====== Supplied information ======

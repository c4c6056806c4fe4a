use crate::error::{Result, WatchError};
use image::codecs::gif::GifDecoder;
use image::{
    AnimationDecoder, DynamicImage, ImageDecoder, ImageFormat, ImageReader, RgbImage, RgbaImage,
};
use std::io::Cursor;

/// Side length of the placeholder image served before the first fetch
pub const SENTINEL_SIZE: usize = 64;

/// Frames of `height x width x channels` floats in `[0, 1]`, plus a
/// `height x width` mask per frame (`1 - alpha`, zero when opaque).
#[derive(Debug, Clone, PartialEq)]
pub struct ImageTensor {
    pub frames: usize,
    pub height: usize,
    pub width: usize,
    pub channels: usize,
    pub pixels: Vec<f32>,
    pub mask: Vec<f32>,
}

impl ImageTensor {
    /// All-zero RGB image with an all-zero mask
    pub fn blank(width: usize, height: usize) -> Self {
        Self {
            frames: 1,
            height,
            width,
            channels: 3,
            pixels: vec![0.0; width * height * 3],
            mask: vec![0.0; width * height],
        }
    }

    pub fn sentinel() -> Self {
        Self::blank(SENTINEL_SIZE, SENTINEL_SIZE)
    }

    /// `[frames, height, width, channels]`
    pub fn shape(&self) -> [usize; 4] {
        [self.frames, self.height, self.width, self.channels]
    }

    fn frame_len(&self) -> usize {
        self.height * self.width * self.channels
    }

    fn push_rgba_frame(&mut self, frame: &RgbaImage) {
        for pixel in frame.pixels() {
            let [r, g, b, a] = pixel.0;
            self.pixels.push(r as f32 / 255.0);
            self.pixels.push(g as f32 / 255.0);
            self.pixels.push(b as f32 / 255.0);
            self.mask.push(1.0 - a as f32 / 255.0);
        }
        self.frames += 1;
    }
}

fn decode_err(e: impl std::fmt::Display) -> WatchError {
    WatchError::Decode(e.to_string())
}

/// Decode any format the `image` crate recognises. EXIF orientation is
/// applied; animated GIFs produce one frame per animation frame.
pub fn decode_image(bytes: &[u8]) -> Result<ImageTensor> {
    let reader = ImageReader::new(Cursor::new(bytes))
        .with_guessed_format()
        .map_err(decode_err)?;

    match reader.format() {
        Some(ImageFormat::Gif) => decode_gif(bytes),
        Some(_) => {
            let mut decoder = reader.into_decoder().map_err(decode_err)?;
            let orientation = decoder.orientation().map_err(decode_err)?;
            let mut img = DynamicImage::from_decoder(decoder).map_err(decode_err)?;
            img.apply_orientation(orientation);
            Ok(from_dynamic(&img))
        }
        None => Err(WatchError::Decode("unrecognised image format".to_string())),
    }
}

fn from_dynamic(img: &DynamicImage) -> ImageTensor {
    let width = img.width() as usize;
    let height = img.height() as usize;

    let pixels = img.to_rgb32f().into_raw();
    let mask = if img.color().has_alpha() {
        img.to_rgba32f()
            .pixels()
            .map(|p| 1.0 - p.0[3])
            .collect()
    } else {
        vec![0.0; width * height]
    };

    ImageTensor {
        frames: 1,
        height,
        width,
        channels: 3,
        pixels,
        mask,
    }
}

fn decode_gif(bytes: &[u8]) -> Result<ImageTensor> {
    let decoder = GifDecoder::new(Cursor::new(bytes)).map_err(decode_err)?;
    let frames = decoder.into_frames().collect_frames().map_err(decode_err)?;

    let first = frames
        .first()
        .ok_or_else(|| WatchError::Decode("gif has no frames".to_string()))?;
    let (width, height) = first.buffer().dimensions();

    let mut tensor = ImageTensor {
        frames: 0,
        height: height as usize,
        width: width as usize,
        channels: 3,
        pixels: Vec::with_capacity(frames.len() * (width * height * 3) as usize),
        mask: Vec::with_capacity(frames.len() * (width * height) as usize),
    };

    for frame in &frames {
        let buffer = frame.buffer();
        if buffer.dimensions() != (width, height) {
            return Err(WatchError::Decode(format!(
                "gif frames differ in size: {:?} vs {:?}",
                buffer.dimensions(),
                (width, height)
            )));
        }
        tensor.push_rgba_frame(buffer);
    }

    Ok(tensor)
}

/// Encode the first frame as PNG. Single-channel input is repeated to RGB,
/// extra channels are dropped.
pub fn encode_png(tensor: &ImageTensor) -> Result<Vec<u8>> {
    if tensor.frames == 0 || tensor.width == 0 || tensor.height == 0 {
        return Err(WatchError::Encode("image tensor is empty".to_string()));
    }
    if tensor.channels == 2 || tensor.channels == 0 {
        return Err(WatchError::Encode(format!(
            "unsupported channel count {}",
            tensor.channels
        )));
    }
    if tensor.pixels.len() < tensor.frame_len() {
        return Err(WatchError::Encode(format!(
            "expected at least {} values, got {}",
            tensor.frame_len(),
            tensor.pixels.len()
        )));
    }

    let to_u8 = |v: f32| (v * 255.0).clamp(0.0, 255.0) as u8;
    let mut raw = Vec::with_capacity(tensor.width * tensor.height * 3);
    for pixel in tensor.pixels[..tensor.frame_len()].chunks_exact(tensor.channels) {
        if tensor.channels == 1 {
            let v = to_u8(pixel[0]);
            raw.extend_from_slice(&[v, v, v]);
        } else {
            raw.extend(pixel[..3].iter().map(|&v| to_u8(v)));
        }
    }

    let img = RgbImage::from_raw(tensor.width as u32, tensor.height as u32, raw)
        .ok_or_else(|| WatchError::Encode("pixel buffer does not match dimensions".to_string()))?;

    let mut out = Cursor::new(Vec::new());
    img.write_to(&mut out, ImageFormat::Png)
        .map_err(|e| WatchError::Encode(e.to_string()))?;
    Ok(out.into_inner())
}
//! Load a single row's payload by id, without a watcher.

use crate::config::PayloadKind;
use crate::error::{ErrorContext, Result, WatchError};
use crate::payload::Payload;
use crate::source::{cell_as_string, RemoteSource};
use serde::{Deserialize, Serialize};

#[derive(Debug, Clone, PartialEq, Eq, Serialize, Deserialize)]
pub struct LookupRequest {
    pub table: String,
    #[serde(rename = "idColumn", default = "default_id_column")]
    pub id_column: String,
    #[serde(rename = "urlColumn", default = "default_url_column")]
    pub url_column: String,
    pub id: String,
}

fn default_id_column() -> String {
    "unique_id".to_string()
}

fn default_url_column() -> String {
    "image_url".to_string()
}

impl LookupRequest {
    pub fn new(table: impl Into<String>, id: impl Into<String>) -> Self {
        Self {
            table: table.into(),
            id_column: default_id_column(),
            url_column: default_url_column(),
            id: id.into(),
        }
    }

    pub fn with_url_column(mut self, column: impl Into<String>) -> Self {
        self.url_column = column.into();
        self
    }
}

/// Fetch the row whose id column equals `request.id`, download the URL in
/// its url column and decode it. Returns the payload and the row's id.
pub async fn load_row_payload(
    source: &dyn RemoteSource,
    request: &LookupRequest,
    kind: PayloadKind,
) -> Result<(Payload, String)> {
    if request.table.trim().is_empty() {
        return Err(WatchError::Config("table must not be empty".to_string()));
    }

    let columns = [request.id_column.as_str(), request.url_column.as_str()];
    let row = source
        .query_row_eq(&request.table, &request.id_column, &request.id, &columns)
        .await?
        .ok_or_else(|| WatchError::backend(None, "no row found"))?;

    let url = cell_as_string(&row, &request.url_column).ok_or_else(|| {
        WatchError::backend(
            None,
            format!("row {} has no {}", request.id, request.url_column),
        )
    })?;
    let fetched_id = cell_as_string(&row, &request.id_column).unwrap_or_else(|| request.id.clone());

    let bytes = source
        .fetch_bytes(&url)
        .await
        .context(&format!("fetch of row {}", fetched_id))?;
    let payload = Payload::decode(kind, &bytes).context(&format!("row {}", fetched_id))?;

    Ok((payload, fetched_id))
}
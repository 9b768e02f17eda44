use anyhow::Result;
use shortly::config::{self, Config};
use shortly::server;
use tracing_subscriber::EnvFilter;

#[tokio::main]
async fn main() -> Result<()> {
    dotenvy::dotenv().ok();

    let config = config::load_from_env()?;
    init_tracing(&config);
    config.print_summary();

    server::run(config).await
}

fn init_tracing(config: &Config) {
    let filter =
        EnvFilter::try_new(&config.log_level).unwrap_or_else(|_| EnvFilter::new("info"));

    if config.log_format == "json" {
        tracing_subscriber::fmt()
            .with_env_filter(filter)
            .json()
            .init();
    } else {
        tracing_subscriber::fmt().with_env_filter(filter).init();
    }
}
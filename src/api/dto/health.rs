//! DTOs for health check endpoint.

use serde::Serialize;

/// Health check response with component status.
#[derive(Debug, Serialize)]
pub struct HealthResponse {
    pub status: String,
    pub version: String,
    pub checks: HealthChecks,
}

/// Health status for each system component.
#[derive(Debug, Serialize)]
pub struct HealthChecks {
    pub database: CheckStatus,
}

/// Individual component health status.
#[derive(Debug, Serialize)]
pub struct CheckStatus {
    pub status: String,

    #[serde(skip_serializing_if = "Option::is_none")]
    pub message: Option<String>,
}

======

### Problem to solve
The answer must consist of every line above that holds the string "mask", copied exactly.

### Worked solution
/// `height x width` mask per frame (`1 - alpha`, zero when opaque).
    pub mask: Vec<f32>,
    /// All-zero RGB image with an all-zero mask
            mask: vec![0.0; width * height],
            self.mask.push(1.0 - a as f32 / 255.0);
    let mask = if img.color().has_alpha() {
        mask,
        mask: Vec::with_capacity(frames.len() * (width * height) as usize),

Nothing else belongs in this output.